Recent technological advances, e.g. automated dispatch services, geographic information systems and mobile intensive-care units, have allowed ambulances to reach and treat patients more quickly. At the same time providers are pushed to meet the nationally set response targets. For example, 75% and 95% of patients must be reached within 8 and 19 minutes, respectively. This applies both to patients with life-threatening conditions (Red 1 calls) and to serious but not the most life-threatening incidents (Red 2 calls). Local agreements apply to less critical conditions and to incidents that can be assessed without an ambulance response, i.e. via telephone (Hear & Treat).

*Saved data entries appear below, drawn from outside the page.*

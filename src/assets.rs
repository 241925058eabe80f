//! Asset pipeline: classification, content hashing, copying and import rewriting.

use crate::bundler::Bundle;
use crate::error::{BuildError, BuildResult};
use crate::fs::FileSystem;
use crate::plugin::{ModuleCode, Plugin, PluginContext};
use crate::resolver::Resolved;
use crate::syntax::{apply_replacements, js_string, parse_program, Replacement};
use dashmap::DashMap;
use lazy_static::lazy_static;
use oxc_allocator::Allocator;
use oxc_ast::ast::{ImportDeclarationSpecifier, ModuleExportName, Statement};
use serde::{Deserialize, Serialize};
use sha2::{Digest, Sha256};
use std::collections::{HashMap, HashSet};
use std::path::{Path, PathBuf};
use std::sync::{Arc, OnceLock};
use tracing::{debug, warn};

pub const ASSET_LOADER: &str = "asset-loader";

/// Hex digits kept from the content digest.
pub const HASH_LENGTH: usize = 8;

lazy_static! {
    static ref ASSET_EXTENSIONS: HashSet<&'static str> = [
        "png", "jpg", "jpeg", "gif", "svg", "webp", "avif", "ico", // images
        "woff", "woff2", "ttf", "otf", "eot", // fonts
        "mp4", "webm", "ogg", "mp3", "wav", // media
        "pdf",
    ]
    .into_iter()
    .collect();
}

pub fn is_asset_file(path: &Path) -> bool {
    path.extension()
        .and_then(|e| e.to_str())
        .map(|ext| ASSET_EXTENSIONS.contains(ext.to_ascii_lowercase().as_str()))
        .unwrap_or(false)
}

/// First [`HASH_LENGTH`] hex digits of the SHA-256 of `bytes`.
pub fn generate_file_hash(bytes: &[u8]) -> String {
    let mut hasher = Sha256::new();
    hasher.update(bytes);
    let mut hex = format!("{:x}", hasher.finalize());
    hex.truncate(HASH_LENGTH);
    hex
}

/// `{stem}-{hash}{ext}` or `{stem}{ext}`.
pub fn asset_filename(source_path: &Path, hash: Option<&str>) -> String {
    let stem = source_path
        .file_stem()
        .map(|s| s.to_string_lossy().into_owned())
        .unwrap_or_default();
    let ext = source_path
        .extension()
        .map(|e| format!(".{}", e.to_string_lossy()))
        .unwrap_or_default();
    match hash {
        Some(h) => format!("{stem}-{h}{ext}"),
        None => format!("{stem}{ext}"),
    }
}

// ═══════════════════════════════════════════════════════════════════════════════
// COPYING
// ═══════════════════════════════════════════════════════════════════════════════

#[derive(Debug, Clone)]
pub struct CopyOptions {
    pub hash: bool,
    pub assets_dir: String,
}

impl Default for CopyOptions {
    fn default() -> Self {
        Self {
            hash: true,
            assets_dir: "assets".to_string(),
        }
    }
}

#[derive(Debug, Clone, PartialEq, Eq, Serialize, Deserialize)]
#[serde(rename_all = "camelCase")]
pub struct AssetEntry {
    pub source_path: PathBuf,
    pub output_path: PathBuf,
    pub public_path: String,
}

/// Copy `source_path` into `{output_dir}/{assets_dir}/`. With hashing, an existing file of
/// the same name already holds identical bytes and is not rewritten.
pub fn copy_asset(
    fs: &dyn FileSystem,
    source_path: &Path,
    output_dir: &Path,
    options: &CopyOptions,
) -> BuildResult<AssetEntry> {
    let bytes = fs
        .read(source_path)
        .map_err(|e| BuildError::asset_copy(source_path, e))?;

    let digest = options.hash.then(|| generate_file_hash(&bytes));
    let filename = asset_filename(source_path, digest.as_deref());
    let assets_dir = options.assets_dir.trim_matches('/');

    let output_path = output_dir.join(assets_dir).join(&filename);
    let public_path = if assets_dir.is_empty() {
        format!("/{filename}")
    } else {
        format!("/{assets_dir}/{filename}")
    };

    if digest.is_some() && fs.is_file(&output_path) {
        debug!(asset = %output_path.display(), "content-addressed asset already present");
    } else {
        fs.write(&output_path, &bytes)
            .map_err(|e| BuildError::asset_copy(source_path, e))?;
        debug!(from = %source_path.display(), to = %output_path.display(), "copied asset");
    }

    Ok(AssetEntry {
        source_path: source_path.to_path_buf(),
        output_path,
        public_path,
    })
}

// ═══════════════════════════════════════════════════════════════════════════════
// IMPORT REWRITING
// ═══════════════════════════════════════════════════════════════════════════════

/// Rewrite `import X from "spec"` and `import { default as X } from "spec"` into
/// `const X = "url";` for every specifier in `urls`. Other import shapes naming the same
/// specifier are left as they are.
pub fn replace_asset_imports(
    code: &str,
    urls: &HashMap<String, String>,
    file: &Path,
) -> BuildResult<String> {
    if urls.is_empty() {
        return Ok(code.to_string());
    }
    let allocator = Allocator::default();
    let program = parse_program(&allocator, code, file)?;

    let mut replacements: Vec<Replacement> = Vec::new();
    for stmt in &program.body {
        let Statement::ImportDeclaration(decl) = stmt else {
            continue;
        };
        let Some(url) = urls.get(decl.source.value.as_str()) else {
            continue;
        };
        let Some(specifiers) = &decl.specifiers else {
            continue;
        };
        if specifiers.len() != 1 {
            continue;
        }
        let local = match &specifiers[0] {
            ImportDeclarationSpecifier::ImportDefaultSpecifier(s) => Some(s.local.name.as_str()),
            ImportDeclarationSpecifier::ImportSpecifier(s) if export_name(&s.imported) == "default" => {
                Some(s.local.name.as_str())
            }
            _ => None,
        };
        if let Some(local) = local {
            replacements.push((
                decl.span.start,
                decl.span.end,
                format!("const {} = {};", local, js_string(url)),
            ));
        }
    }

    Ok(apply_replacements(code, replacements))
}

pub(crate) fn export_name<'a>(name: &'a ModuleExportName<'_>) -> &'a str {
    match name {
        ModuleExportName::IdentifierName(id) => id.name.as_str(),
        ModuleExportName::IdentifierReference(id) => id.name.as_str(),
        ModuleExportName::StringLiteral(s) => s.value.as_str(),
    }
}

// ═══════════════════════════════════════════════════════════════════════════════
// ASSET CACHE
// ═══════════════════════════════════════════════════════════════════════════════

/// Per-build memo of processed assets keyed by absolute source path. The first caller for a
/// path runs the copy; concurrent callers for the same path block on and share its result.
#[derive(Debug, Default)]
pub struct AssetCache {
    entries: DashMap<PathBuf, Arc<OnceLock<BuildResult<AssetEntry>>>>,
}

impl AssetCache {
    pub fn new() -> Self {
        Self::default()
    }

    pub fn get_or_process<F>(&self, path: &Path, process: F) -> BuildResult<AssetEntry>
    where
        F: FnOnce() -> BuildResult<AssetEntry>,
    {
        // Clone the cell out so the shard lock is released before the copy runs.
        let cell = self.entries.entry(path.to_path_buf()).or_default().clone();
        cell.get_or_init(process).clone()
    }

    pub fn get(&self, path: &Path) -> Option<AssetEntry> {
        let cell = self.entries.get(path)?.clone();
        match cell.get() {
            Some(Ok(entry)) => Some(entry.clone()),
            _ => None,
        }
    }

    pub fn len(&self) -> usize {
        self.entries.len()
    }

    pub fn is_empty(&self) -> bool {
        self.entries.is_empty()
    }
}

// ═══════════════════════════════════════════════════════════════════════════════
// ASSET LOADER PLUGIN
// ═══════════════════════════════════════════════════════════════════════════════

/// Copies every asset a module imports and rewrites those imports to public URLs. On the
/// bundle it fills the asset manifest.
#[derive(Debug, Default, Clone, Copy)]
pub struct AssetLoaderPlugin;

impl Plugin for AssetLoaderPlugin {
    fn name(&self) -> &str {
        ASSET_LOADER
    }

    fn on_module(&self, mut module: ModuleCode, ctx: &PluginContext<'_>) -> BuildResult<ModuleCode> {
        let (Some(graph), Some(output_dir)) = (ctx.graph, ctx.options.output_dir.as_ref()) else {
            return Ok(module);
        };
        let Some(source) = graph.module(&module.path) else {
            return Ok(module);
        };

        let copy_options = CopyOptions {
            hash: ctx.options.hash_assets,
            assets_dir: ctx.options.assets_dir.clone(),
        };

        let mut urls = HashMap::new();
        for (specifier, resolved) in &source.resolved {
            let Resolved::Local(path) = resolved else {
                continue;
            };
            if !graph.is_asset(path) {
                continue;
            }
            let entry = ctx.assets.get_or_process(path, || {
                copy_asset(ctx.fs, path, output_dir, &copy_options)
            })?;
            urls.insert(specifier.clone(), entry.public_path);
        }

        if !urls.is_empty() {
            module.code = replace_asset_imports(&module.code, &urls, &module.path)?;
        }
        Ok(module)
    }

    fn on_bundle(&self, mut bundle: Bundle, ctx: &PluginContext<'_>) -> BuildResult<Bundle> {
        let Some(graph) = ctx.graph else {
            return Ok(bundle);
        };
        for path in &graph.assets {
            match ctx.assets.get(path) {
                Some(entry) => {
                    if !bundle.assets.contains(&entry) {
                        bundle.assets.push(entry);
                    }
                }
                None => warn!(asset = %path.display(), "asset was never processed"),
            }
        }
        Ok(bundle)
    }
}
//! Tree-walking interpreter over the lowered IR.
//!
//! Scopes live in an arena owned by the [`Realm`]; closures refer to their scope by index and
//! hold the realm weakly, so a realm and everything it created is released together.
//! `await` is synchronous: async functions return their result directly.

use super::builtins;
use super::ir::*;
use crate::vnode::{Callable, JsResult, Thrown, Value};
use indexmap::IndexMap;
use std::cell::{Cell, RefCell};
use std::collections::HashMap;
use std::rc::{Rc, Weak};

const THIS: &str = "this";

#[derive(Debug, Clone, Copy, PartialEq, Eq)]
pub struct ScopeId(usize);

struct Binding {
    value: Value,
    mutable: bool,
}

struct ScopeData {
    vars: HashMap<Name, Binding>,
    parent: Option<ScopeId>,
}

pub struct Realm {
    scopes: RefCell<Vec<ScopeData>>,
    depth: Cell<usize>,
    max_depth: usize,
    global: ScopeId,
}

impl Realm {
    pub fn new(max_depth: usize) -> Rc<Realm> {
        let root = ScopeData {
            vars: HashMap::new(),
            parent: None,
        };
        Rc::new(Realm {
            scopes: RefCell::new(vec![root]),
            depth: Cell::new(0),
            max_depth,
            global: ScopeId(0),
        })
    }

    pub fn global(&self) -> ScopeId {
        self.global
    }

    pub fn new_scope(&self, parent: ScopeId) -> ScopeId {
        let mut scopes = self.scopes.borrow_mut();
        scopes.push(ScopeData {
            vars: HashMap::new(),
            parent: Some(parent),
        });
        ScopeId(scopes.len() - 1)
    }

    pub fn declare(&self, scope: ScopeId, name: &str, value: Value, mutable: bool) {
        let mut scopes = self.scopes.borrow_mut();
        if let Some(data) = scopes.get_mut(scope.0) {
            data.vars.insert(Rc::from(name), Binding { value, mutable });
        }
    }

    pub fn lookup(&self, scope: ScopeId, name: &str) -> Option<Value> {
        let scopes = self.scopes.borrow();
        let mut current = Some(scope);
        while let Some(id) = current {
            let data = scopes.get(id.0)?;
            if let Some(binding) = data.vars.get(name) {
                return Some(binding.value.clone());
            }
            current = data.parent;
        }
        None
    }

    /// Own binding of `scope` only, without walking parents.
    pub fn get_own(&self, scope: ScopeId, name: &str) -> Option<Value> {
        let scopes = self.scopes.borrow();
        scopes.get(scope.0)?.vars.get(name).map(|b| b.value.clone())
    }

    fn assign(&self, scope: ScopeId, name: &str, value: Value) -> JsResult<()> {
        let mut scopes = self.scopes.borrow_mut();
        let mut current = Some(scope);
        while let Some(id) = current {
            let Some(data) = scopes.get_mut(id.0) else { break };
            if let Some(binding) = data.vars.get_mut(name) {
                if !binding.mutable {
                    return Err(Thrown::type_error("Assignment to constant variable."));
                }
                binding.value = value;
                return Ok(());
            }
            current = data.parent;
        }
        Err(Thrown::reference_error(format!("{} is not defined", name)))
    }
}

However, nearly nothing is known regarding the relationship between health outcomes and ambulance response times. Primarily, this is due to the scarcity of good quality data. NHS England publishes some Ambulance Quality indicators for each one of the eleven Ambulance Services operating in the country. These are available at a monthly frequency from April 2011 onwards. They can be classified into two main categories: Systems Indicators and Clinical Outcomes. The former contain information regarding the total volume of emergency calls and the number which resulted in an emergency response arriving at the scene of the incident within 8 minutes. Other information such as the number of emergency calls closed with telephone advice, the number of patients treated and discharged on scene, re-contact rates within 24 hours and the total number of transported incidents is also available. The Clinical Outcomes monthly reports contain information about the proportion of resuscitated patients who had return of spontaneous circulation on arrival at hospital following an out-of-hospital cardiac arrest, STEMI or stroke. Also, the proportion of resuscitated patients who were discharged from hospital alive after an out-of-hospital cardiac arrest is also available.
These published data can provide a first insight regarding the trends of the efficiency of ambulance services.